There are various degrees of unlikelihood; some events, while improbable, just might occur. Upsets happen both in sports and in politics. Sometimes a blind hog finds an acorn in the woods. And Diogenes might find an honest man (but he would not be an honest ad man or politician.)
It's true that reality can be surprising; but there are definite limitations as well.
I use the category Mermaids in the Love Canal to lump together those beyond imaginable unlikely events. Even after 30 or so years the Love Canal in Buffalo is still remembered for its unparalleled ecological disaster; not likely to be a site for exotic creatures. So here in Angélique's list of things for sure not likely to be real.
1. Homeopathy -- Damn, people! All homeopathic remedies are is water. Good ole Dihydrogen monoxide is good to drink or to bathe in; but the law of conservation of energy goes against the notion that unmeasurable doses of a drug work better.
2. Screen doors on submarines -- They literally do not hold water.
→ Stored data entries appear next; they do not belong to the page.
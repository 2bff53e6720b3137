//! HTTP handlers

mod auth;
mod health;

pub use auth::{login, logout, me, refresh};
pub use health::{health, ready};
//! Error types for the Auth API service.

use axum::http::StatusCode;
use axum::response::{IntoResponse, Response};
use axum::Json;
use serde::Serialize;

use sentra_auth_core::AuthError;

/// API error response
#[derive(Debug, Serialize)]
pub struct ErrorResponse {
    pub error: ErrorDetail,
}

#[derive(Debug, Serialize)]
pub struct ErrorDetail {
    pub code: String,
    /// Stable numeric domain code
    #[serde(rename = "domainCode")]
    pub domain_code: u16,
    pub message: String,
}

/// API error type
#[derive(Debug, thiserror::Error)]
pub enum ApiError {
    #[error("Bad request: {0}")]
    BadRequest(String),

    #[error(transparent)]
    Auth(#[from] AuthError),
}

impl ApiError {
    fn status_code(&self) -> StatusCode {
        match self {
            Self::BadRequest(_) => StatusCode::BAD_REQUEST,
            Self::Auth(e) => {
                StatusCode::from_u16(e.status_code()).unwrap_or(StatusCode::INTERNAL_SERVER_ERROR)
            }
        }
    }

    fn error_code(&self) -> &'static str {
        match self {
            Self::BadRequest(_) => "BAD_REQUEST",
            Self::Auth(e) => e.error_code(),
        }
    }

    fn domain_code(&self) -> u16 {
        match self {
            Self::BadRequest(_) => 400,
            Self::Auth(e) => e.code(),
        }
    }
}

impl IntoResponse for ApiError {
    fn into_response(self) -> Response {
        let status = self.status_code();

        // Log server-side failures; client errors stay at debug
        if status.is_server_error() {
            tracing::error!(error = ?self, "API error");
        } else {
            tracing::debug!(error = ?self, "request rejected");
        }

        let body = ErrorResponse {
            error: ErrorDetail {
                code: self.error_code().to_string(),
                domain_code: self.domain_code(),
                message: self.to_string(),
            },
        };

        (status, Json(body)).into_response()
    }
}

/// Result type for API handlers
pub type ApiResult<T> = Result<T, ApiError>;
3. Claims made in spam -- No, creams do not enlarge your bust, those Nigerian princes are fake, and you cannot make $200 a day by working in your home calling people.
4. Anyone who says "Trust me" or "I feel your pain" being sincere.
5. Pyramid power
6. The Loch Ness Monster -- Honestly, this sort of monster has been reported for a long time. So why hasn't anyone found evidence of his or her mama and papa?
7. Chiropractic -- Support your local professional masseur or masseuse instead.
8. The putative dangers of vaccine -- Actually, it's more related to disease risk, both individually and socially. Also, do you really want to take your cues from a former model who posed on the porcelain throne?
9. Pat answer to any social, personal, or political problem. Also, especially be mindful of how well worked out are the solutions.